Given data START

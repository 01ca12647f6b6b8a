pub mod client;
pub mod config;
pub mod validation;


// Re-export the main client API for easy access
pub use client::{
    ClientBuilder, DispatchError, DispatchReport, DispatchResult, HttpTransport, Params, Provider,
    ProviderConfig, ProviderRegistry, ProviderResponse, SmsClient, Summary, Transport,
};
pub use config::SmsConfig;
pub use validation::{FieldMap, Rule, RuleSet};

/// A specialized `Result` type for SMS dispatch setup.
///
/// Dispatching itself never fails: `send` and `send_with_fallback` return a
/// `DispatchReport` accounting for every recipient. Errors only surface
/// while loading configuration or resolving a provider.
///
/// # Examples
///
/// ## Basic SMS Sending
///
/// ```rust,no_run
/// use sms_dispatch::{
///     ClientBuilder, FieldMap, Params, Provider, ProviderConfig, ProviderRegistry,
///     ProviderResponse, Rule, RuleSet,
/// };
/// use std::sync::Arc;
///
/// struct Gateway {
///     url: String,
///     config: ProviderConfig,
/// }
///
/// impl Provider for Gateway {
///     fn url(&self) -> &str {
///         &self.url
///     }
///
///     fn config(&self) -> &ProviderConfig {
///         &self.config
///     }
///
///     fn map_params(&self, recipient: &str, message: &str, _params: &Params) -> Option<FieldMap> {
///         let mut fields = FieldMap::new();
///         fields.insert("to".into(), recipient.into());
///         fields.insert("text".into(), message.into());
///         Some(fields)
///     }
///
///     fn validation_rules(&self) -> RuleSet {
///         RuleSet::new()
///             .field("to", [Rule::Required, Rule::Numeric])
///             .field("api_key", [Rule::Required])
///     }
///
///     fn parse_response(&self, raw: &str) -> ProviderResponse {
///         if raw.starts_with("OK") {
///             ProviderResponse::accepted(raw)
///         } else {
///             ProviderResponse::rejected(raw)
///         }
///     }
/// }
///
/// fn gateway(config: ProviderConfig, url: Option<String>) -> Arc<dyn Provider> {
///     Arc::new(Gateway {
///         url: url.unwrap_or_else(|| "https://gateway.example.com/send".to_string()),
///         config,
///     })
/// }
///
/// #[tokio::main]
/// async fn main() -> Result<(), Box<dyn std::error::Error>> {
///     let registry = ProviderRegistry::new().register("gateway", gateway);
///
///     let mut config = ProviderConfig::new();
///     config.insert("api_key".into(), "secret".into());
///
///     let client = ClientBuilder::new(&registry)
///         .provider("gateway")
///         .config(config)
///         .build()?;
///
///     let report = client
///         .send(vec!["8801711000000", "8801811000000"], "Hello, World!", &Params::new())
///         .await;
///
///     println!("{}", serde_json::to_string_pretty(&report)?);
///     Ok(())
/// }
/// ```
pub type Result<T> = std::result::Result<T, DispatchError>;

Given data END

Task item
Quote all the records. Keep every word exact.

Output of the exercise
repository 01ca12647f6b6b8a
pub mod client;
pub mod config;
pub mod validation;


// Re-export the main client API for easy access
pub use client::{
    ClientBuilder, DispatchError, DispatchReport, DispatchResult, HttpTransport, Params, Provider,
    ProviderConfig, ProviderRegistry, ProviderResponse, SmsClient, Summary, Transport,
};
pub use config::SmsConfig;
pub use validation::{FieldMap, Rule, RuleSet};

/// A specialized `Result` type for SMS dispatch setup.
///
/// Dispatching itself never fails: `send` and `send_with_fallback` return a
/// `DispatchReport` accounting for every recipient. Errors only surface
/// while loading configuration or resolving a provider.
///
/// # Examples
///
/// ## Basic SMS Sending
///
/// ```rust,no_run
/// use sms_dispatch::{
///     ClientBuilder, FieldMap, Params, Provider, ProviderConfig, ProviderRegistry,
///     ProviderResponse, Rule, RuleSet,
/// };
/// use std::sync::Arc;
///
/// struct Gateway {
///     url: String,
///     config: ProviderConfig,
/// }
///
/// impl Provider for Gateway {
///     fn url(&self) -> &str {
///         &self.url
///     }
///
///     fn config(&self) -> &ProviderConfig {
///         &self.config
///     }
///
///     fn map_params(&self, recipient: &str, message: &str, _params: &Params) -> Option<FieldMap> {
///         let mut fields = FieldMap::new();
///         fields.insert("to".into(), recipient.into());
///         fields.insert("text".into(), message.into());
///         Some(fields)
///     }
///
///     fn validation_rules(&self) -> RuleSet {
///         RuleSet::new()
///             .field("to", [Rule::Required, Rule::Numeric])
///             .field("api_key", [Rule::Required])
///     }
///
///     fn parse_response(&self, raw: &str) -> ProviderResponse {
///         if raw.starts_with("OK") {
///             ProviderResponse::accepted(raw)
///         } else {
///             ProviderResponse::rejected(raw)
///         }
///     }
/// }
///
/// fn gateway(config: ProviderConfig, url: Option<String>) -> Arc<dyn Provider> {
///     Arc::new(Gateway {
///         url: url.unwrap_or_else(|| "https://gateway.example.com/send".to_string()),
///         config,
///     })
/// }
///
/// #[tokio::main]
/// async fn main() -> Result<(), Box<dyn std::error::Error>> {
///     let registry = ProviderRegistry::new().register("gateway", gateway);
///
///     let mut config = ProviderConfig::new();
///     config.insert("api_key".into(), "secret".into());
///
///     let client = ClientBuilder::new(&registry)
///         .provider("gateway")
///         .config(config)
///         .build()?;
///
///     let report = client
///         .send(vec!["8801711000000", "8801811000000"], "Hello, World!", &Params::new())
///         .await;
///
///     println!("{}", serde_json::to_string_pretty(&report)?);
///     Ok(())
/// }
/// ```
pub type Result<T> = std::result::Result<T, DispatchError>;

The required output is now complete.